The electronic energy transfer processes in natural systems, such as the light harvesting pigment protein complexes, and semiconductors, such as photovoltaic devices, occur via electron dynamics in complex systems. Understanding the excited state dynamics is important in designing the biological or nanostructured materials. The computational simulation of electron dynamics in an accurate and affordable manner is crucial for making progress in this area. The time dependent open system self consistent field at second order (OSCF2) is a real-time time-dependent density functional theory (RT-TDDFT) method. The block orthogonalized partitioning method eliminates unphysical errors of the embedded mean field theory at no additional cost. This thesis focuses on the application of OSCF2 to the simulation of transient absorption spectroscopy. OSCF2 accurately reproduced transient absorption spectra and non-radiative relaxation rates of green fluorescent protein chromophore derivative 3 (GFP-3). The implementation of an embedded mean-field theory using block-orthogonolized partitioning to real-time time dependent density functional theory (RT-TDDFT) and its effect of accuracy and affordability are discussed. The block orthogonalized partitioning in RT-TDDFT accurately describes the interactions between the regions while maintaining computational affordability.
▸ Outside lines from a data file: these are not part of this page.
use chrono::{Datelike, NaiveDate, NaiveDateTime, NaiveTime, TimeZone, Timelike};
use chrono_tz::Tz;

use crate::error::{Error, Result};
use crate::sync::SyncCursor;
use crate::temporal::{TimeInterval, Timestamp};

/// One parsed 5-field cron entry: minute, hour, day-of-month, month,
/// day-of-week. `*` is tracked explicitly because dom/dow combine with
/// OR semantics only when both are restricted (§4.2).
#[derive(Debug, Clone)]
struct Field {
    values: Vec<u32>,
    wildcard: bool,
}

impl Field {
    fn matches(&self, v: u32) -> bool {
        self.wildcard || self.values.contains(&v)
    }
}

fn parse_field(spec: &str, min: u32, max: u32) -> Result<Field> {
    if spec == "*" {
        return Ok(Field { values: (min..=max).collect(), wildcard: true });
    }
    let mut values = Vec::new();
    for part in spec.split(',') {
        let (range_part, step) = match part.split_once('/') {
            Some((r, s)) => (r, Some(s.parse::<u32>().map_err(|_| bad(spec))?)),
            None => (part, None),
        };
        let (lo, hi) = if range_part == "*" {
            (min, max)
        } else if let Some((a, b)) = range_part.split_once('-') {
            (a.parse::<u32>().map_err(|_| bad(spec))?, b.parse::<u32>().map_err(|_| bad(spec))?)
        } else {
            let v = range_part.parse::<u32>().map_err(|_| bad(spec))?;
            (v, v)
        };
        if lo < min || hi > max || lo > hi {
            return Err(bad(spec));
        }
        let step = step.unwrap_or(1).max(1);
        let mut v = lo;
        while v <= hi {
            values.push(v);
            v += step;
        }
    }
    values.sort_unstable();
    values.dedup();
    Ok(Field { values, wildcard: false })
}

fn bad(spec: &str) -> Error {
    Error::bad_sync(format!("malformed crontab field {spec:?}"))
}

/// Standard 5-field cron entry; `change` rolls the zoned calendar forward
/// or back to the next/previous matching instant, DST-aware (§4.2).
#[derive(Debug, Clone)]
pub struct CrontabSync {
    minute: Field,
    hour: Field,
    dom: Field,
    month: Field,
    dow: Field,
    zone: Tz,
    limits: TimeInterval,
    current: Timestamp,
}

impl CrontabSync {
    pub fn new(entry: &str, zone: Tz) -> Result<Self> {
        Self::with_limits(entry, zone, TimeInterval::UNBOUNDED)
    }

    pub fn with_limits(entry: &str, zone: Tz, limits: TimeInterval) -> Result<Self> {
        let fields: Vec<&str> = entry.split_whitespace().collect();
        if fields.len() != 5 {
            return Err(Error::bad_sync(format!("crontab entry must have 5 fields: {entry:?}")));
        }
        Ok(Self {
            minute: parse_field(fields[0], 0, 59)?,
            hour: parse_field(fields[1], 0, 23)?,
            dom: parse_field(fields[2], 1, 31)?,
            month: parse_field(fields[3], 1, 12)?,
            dow: parse_field(fields[4], 0, 6)?,
            zone,
            limits,
            current: Timestamp::BEGINNING_OF_TIME,
        })
    }

    fn day_matches(&self, date: NaiveDate) -> bool {
        let dom_ok = self.dom.matches(date.day());
        let dow_ok = self.dow.matches(date.weekday().num_days_from_sunday());
        match (self.dom.wildcard, self.dow.wildcard) {
            (true, true) => true,
            (true, false) => dow_ok,
            (false, true) => dom_ok,
            (false, false) => dom_ok || dow_ok,
        }
    }

    fn naive_matches(&self, naive: NaiveDateTime) -> bool {
        self.minute.matches(naive.minute())
            && self.hour.matches(naive.hour())
            && self.month.matches(naive.month())
            && self.day_matches(naive.date())
    }

    /// Scans naive calendar minutes (no zone-validity check) for the next
    /// match strictly after `from`, bounded to avoid runaway loops on an
    /// unsatisfiable field combination (e.g. Feb 30).
    fn next_naive_match(&self, from: NaiveDateTime) -> Option<NaiveDateTime> {
        let mut candidate = from + chrono::Duration::minutes(1);
        for _ in 0..(366 * 24 * 60 * 5) {
            if self.naive_matches(candidate) {
                return Some(candidate);
            }
            candidate += chrono::Duration::minutes(1);
        }
        None
    }

    fn previous_naive_match(&self, from: NaiveDateTime) -> Option<NaiveDateTime> {
        let mut candidate = from - chrono::Duration::minutes(1);
        for _ in 0..(366 * 24 * 60 * 5) {
            if self.naive_matches(candidate) {
                return Some(candidate);
            }
            candidate -= chrono::Duration::minutes(1);
        }
        None
    }

    /// Resolves a naive local datetime to a concrete instant in `self.zone`,
    /// skipping forward through spring-forward gaps one minute at a time
    /// and taking the earliest leg of a fall-back ambiguity.
    fn resolve_forward(&self, naive: NaiveDateTime) -> Timestamp {
        let mut candidate = naive;
        loop {
            match self.zone.from_local_datetime(&candidate).earliest() {
                Some(dt) => return Timestamp::from_chrono(dt.with_timezone(&chrono::Utc)),
                None => candidate += chrono::Duration::minutes(1),
            }
        }
    }

    fn resolve_backward(&self, naive: NaiveDateTime) -> Timestamp {
        let mut candidate = naive;
        loop {
            match self.zone.from_local_datetime(&candidate).latest() {
                Some(dt) => return Timestamp::from_chrono(dt.with_timezone(&chrono::Utc)),
                None => candidate -= chrono::Duration::minutes(1),
            }
        }
    }

    fn current_naive(&self) -> NaiveDateTime {
        self.zone.from_utc_datetime(&self.current.to_chrono().naive_utc()).naive_local()
    }
}

impl SyncCursor for CrontabSync {
    fn set_current(&mut self, t: Timestamp) {
        self.current = t;
    }

    fn current(&self) -> Timestamp {
        self.current
    }

    fn next_stamp(&mut self) -> Option<Timestamp> {
        let naive = self.next_naive_match(self.current_naive())?;
        let candidate = self.resolve_forward(naive);
        if self.limits.contains(candidate) {
            self.current = candidate;
            Some(candidate)
        } else {
            None
        }
    }

    fn previous_stamp(&mut self) -> Option<Timestamp> {
        let naive = self.previous_naive_match(self.current_naive())?;
        let candidate = self.resolve_backward(naive);
        if self.limits.contains(candidate) {
            self.current = candidate;
            Some(candidate)
        } else {
            None
        }
    }

    fn is_in_sync(&self, t: Timestamp) -> bool {
        if !self.limits.contains(t) {
            return false;
        }
        let naive = self.zone.from_utc_datetime(&t.to_chrono().naive_utc()).naive_local();
        naive.time() == NaiveTime::from_hms_opt(naive.hour(), naive.minute(), 0).unwrap()
            && self.naive_matches(naive)
    }
}

#[cfg(test)]
mod tests {
    use super::*;

    #[test]
    fn scenario_crontab_rolls_forward_over_dst_gap() {
        let mut sync = CrontabSync::new("0 2 * * *", chrono_tz::America::New_York).unwrap();
        let start = Timestamp::parse("2024-03-10T00:00:00-05:00").unwrap();
        sync.set_current(start);

        let next = sync.next_stamp().unwrap();
        let expected = Timestamp::parse("2024-03-10T03:00:00-04:00").unwrap();
        assert_eq!(next, expected);
    }

    #[test]
    fn every_minute_entry_advances_by_one_minute() {
        let mut sync = CrontabSync::new("* * * * *", chrono_tz::UTC).unwrap();
        let start = Timestamp::parse("2024-06-01T00:00:00Z").unwrap();
        sync.set_current(start);
        let next = sync.next_stamp().unwrap();
        assert_eq!(next, start.after(crate::temporal::ElapsedTime::from_millis(60_000)));
    }

    #[test]
    fn is_in_sync_matches_configured_fields() {
        let sync = CrontabSync::new("30 9 * * 1-5", chrono_tz::UTC).unwrap();
        let weekday_930 = Timestamp::parse("2024-06-03T09:30:00Z").unwrap(); // Monday
        let weekend_930 = Timestamp::parse("2024-06-01T09:30:00Z").unwrap(); // Saturday
        assert!(sync.is_in_sync(weekday_930));
        assert!(!sync.is_in_sync(weekend_930));
    }

    #[test]
    fn dom_and_dow_combine_with_or_when_both_restricted() {
        let sync = CrontabSync::new("0 0 1 * 1", chrono_tz::UTC).unwrap();
        // 2024-07-01 is a Monday *and* the 1st -- matches either way.
        assert!(sync.is_in_sync(Timestamp::parse("2024-07-01T00:00:00Z").unwrap()));
        // 2024-07-08 is a Monday but not the 1st -- OR semantics still match.
        assert!(sync.is_in_sync(Timestamp::parse("2024-07-08T00:00:00Z").unwrap()));
        // 2024-07-02 is neither the 1st nor a Monday.
        assert!(!sync.is_in_sync(Timestamp::parse("2024-07-02T00:00:00Z").unwrap()));
    }

    #[test]
    fn rejects_entries_without_five_fields() {
        assert!(CrontabSync::new("0 2 * *", chrono_tz::UTC).is_err());
    }
}
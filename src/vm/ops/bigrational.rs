//! `BigRational` construction and arithmetic (§4.7), the arbitrary
//! precision counterpart to [`super::rational`].

use num_bigint::BigInt;
use num_rational::BigRational;

use crate::value::tagged::Value;
use crate::vm::ops::pop;
use crate::vm::registry::Registry;

fn to_bigint(v: Value) -> Result<BigInt, String> {
    match v {
        Value::Long(l) => Ok(BigInt::from(l)),
        Value::BigInteger(b) => Ok(b),
        other => Err(format!("expected an integer, found {}", other.type_name())),
    }
}

fn pop_bigrational(stack: &mut Vec<Value>) -> Result<BigRational, String> {
    match pop(stack)? {
        Value::BigRational(r) => Ok(r),
        Value::Rational(r) => Ok(BigRational::new(BigInt::from(*r.numer()), BigInt::from(*r.denom()))),
        Value::Long(l) => Ok(BigRational::from_integer(BigInt::from(l))),
        Value::BigInteger(b) => Ok(BigRational::from_integer(b)),
        other => Err(format!("expected a bigrational, found {}", other.type_name())),
    }
}

pub fn register(registry: &mut Registry) {
    registry.add("bigrational", |s| {
        let denom = to_bigint(pop(s)?)?;
        let numer = to_bigint(pop(s)?)?;
        if denom == BigInt::from(0) {
            return Err("bigrational denominator cannot be zero".to_string());
        }
        s.push(Value::BigRational(BigRational::new(numer, denom)));
        Ok(())
    });
    registry.add("bigrational?", |s| {
        let is_bigrational = matches!(s.last(), Some(Value::BigRational(_)));
        s.push(Value::Boolean(is_bigrational));
        Ok(())
    });
    registry.add("bignumer", |s| {
        let r = pop_bigrational(s)?;
        s.push(Value::BigInteger(r.numer().clone()));
        Ok(())
    });
    registry.add("bigdenom", |s| {
        let r = pop_bigrational(s)?;
        s.push(Value::BigInteger(r.denom().clone()));
        Ok(())
    });
    registry.add("br+", |s| {
        let b = pop_bigrational(s)?;
        let a = pop_bigrational(s)?;
        s.push(Value::BigRational(a + b));
        Ok(())
    });
    registry.add("br-", |s| {
        let b = pop_bigrational(s)?;
        let a = pop_bigrational(s)?;
        s.push(Value::BigRational(a - b));
        Ok(())
    });
    registry.add("br*", |s| {
        let b = pop_bigrational(s)?;
        let a = pop_bigrational(s)?;
        s.push(Value::BigRational(a * b));
        Ok(())
    });
    registry.add("br/", |s| {
        let b = pop_bigrational(s)?;
        let a = pop_bigrational(s)?;
        if b.numer() == &BigInt::from(0) {
            return Err("divide by zero".to_string());
        }
        s.push(Value::BigRational(a / b));
        Ok(())
    });
}
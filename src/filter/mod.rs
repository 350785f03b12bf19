//! --------------------------
//! Value Filters (§4.5)
//! --------------------------
//! A filter is a stateful, single-point function: given a new
//! `PointValue`, it returns the subset (0 or more values) that should be
//! forwarded. The set of strategies is fixed by spec (step, composing
//! deadband/floor/ceiling/trim/time-limit, or disabled) so this is a
//! closed enum rather than a trait object (§9 Design Notes), matching the
//! `Sync` treatment in `crate::sync`.

mod config;
mod step;

pub use config::build;
pub use step::StepFilter;

use crate::value::point_value::PointValue;

/// Recognized configuration keys (§6 "Config surface", Point section).
pub const STEP_SIZE_PARAM: &str = "STEP_SIZE";
pub const DEADBAND_GAP_PARAM: &str = "DEADBAND_GAP";
pub const DEADBAND_RATIO_PARAM: &str = "DEADBAND_RATIO";
pub const FLOOR_GAP_PARAM: &str = "FLOOR_GAP";
pub const FLOOR_RATIO_PARAM: &str = "FLOOR_RATIO";
pub const CEILING_GAP_PARAM: &str = "CEILING_GAP";
pub const CEILING_RATIO_PARAM: &str = "CEILING_RATIO";
pub const FILTER_STAMP_TRIM_UNIT_PARAM: &str = "FILTER_STAMP_TRIM_UNIT";
pub const FILTER_TIME_LIMIT_PARAM: &str = "FILTER_TIME_LIMIT";

/// A per-point value filter. `Disabled` forwards every value unconditionally
/// (§4.5 "Disabled filters forward unconditionally").
#[derive(Debug, Clone)]
pub enum Filter {
    Step(StepFilter),
    Disabled,
}

impl Filter {
    /// Applies the filter to `incoming`, given the filter's own memory of
    /// the previously forwarded value. Returns the values to forward, in
    /// order; `previous` is only consulted, never mutated here — the
    /// caller (batch engine) updates the filter's remembered state once a
    /// value is actually forwarded, since a filter is only ever advanced
    /// by values that survive it.
    pub fn apply(&mut self, incoming: PointValue) -> Vec<PointValue> {
        match self {
            Filter::Disabled => vec![incoming],
            Filter::Step(step) => step.apply(incoming),
        }
    }
}

#[cfg(test)]
mod tests {
    use uuid::Uuid;

    use super::*;
    use crate::temporal::Timestamp;
    use crate::value::tagged::Value;

    #[test]
    fn disabled_filter_forwards_unconditionally() {
        let mut filter = Filter::Disabled;
        let point = Uuid::new_v4();
        let pv = PointValue::new(point, Timestamp::from_raw(0), Some(Value::Double(1.0)));
        assert_eq!(filter.apply(pv.clone()), vec![pv]);
    }
}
The method development for the excitation process for RT-TDDFT using the Tamm- Dancoff approximation is discussed. The effort to describe the excitation process in RT-TDDFT leads to partial success. Studies using neural networks on molecular dynamics using bullvalene and mechanistic studies on formation of oxindole derivative from squaraine dyes are discussed. The neural network force field was not successful to reproduce the conformer search through molecular dynamics simulations, presumably due to insufficient simulation times. The free energy barriers of ring opening step of squaraine ring are in line with the experimental observations. Lastly, the software implementations to PySCF, Q2MM, and automated CatVS are discussed.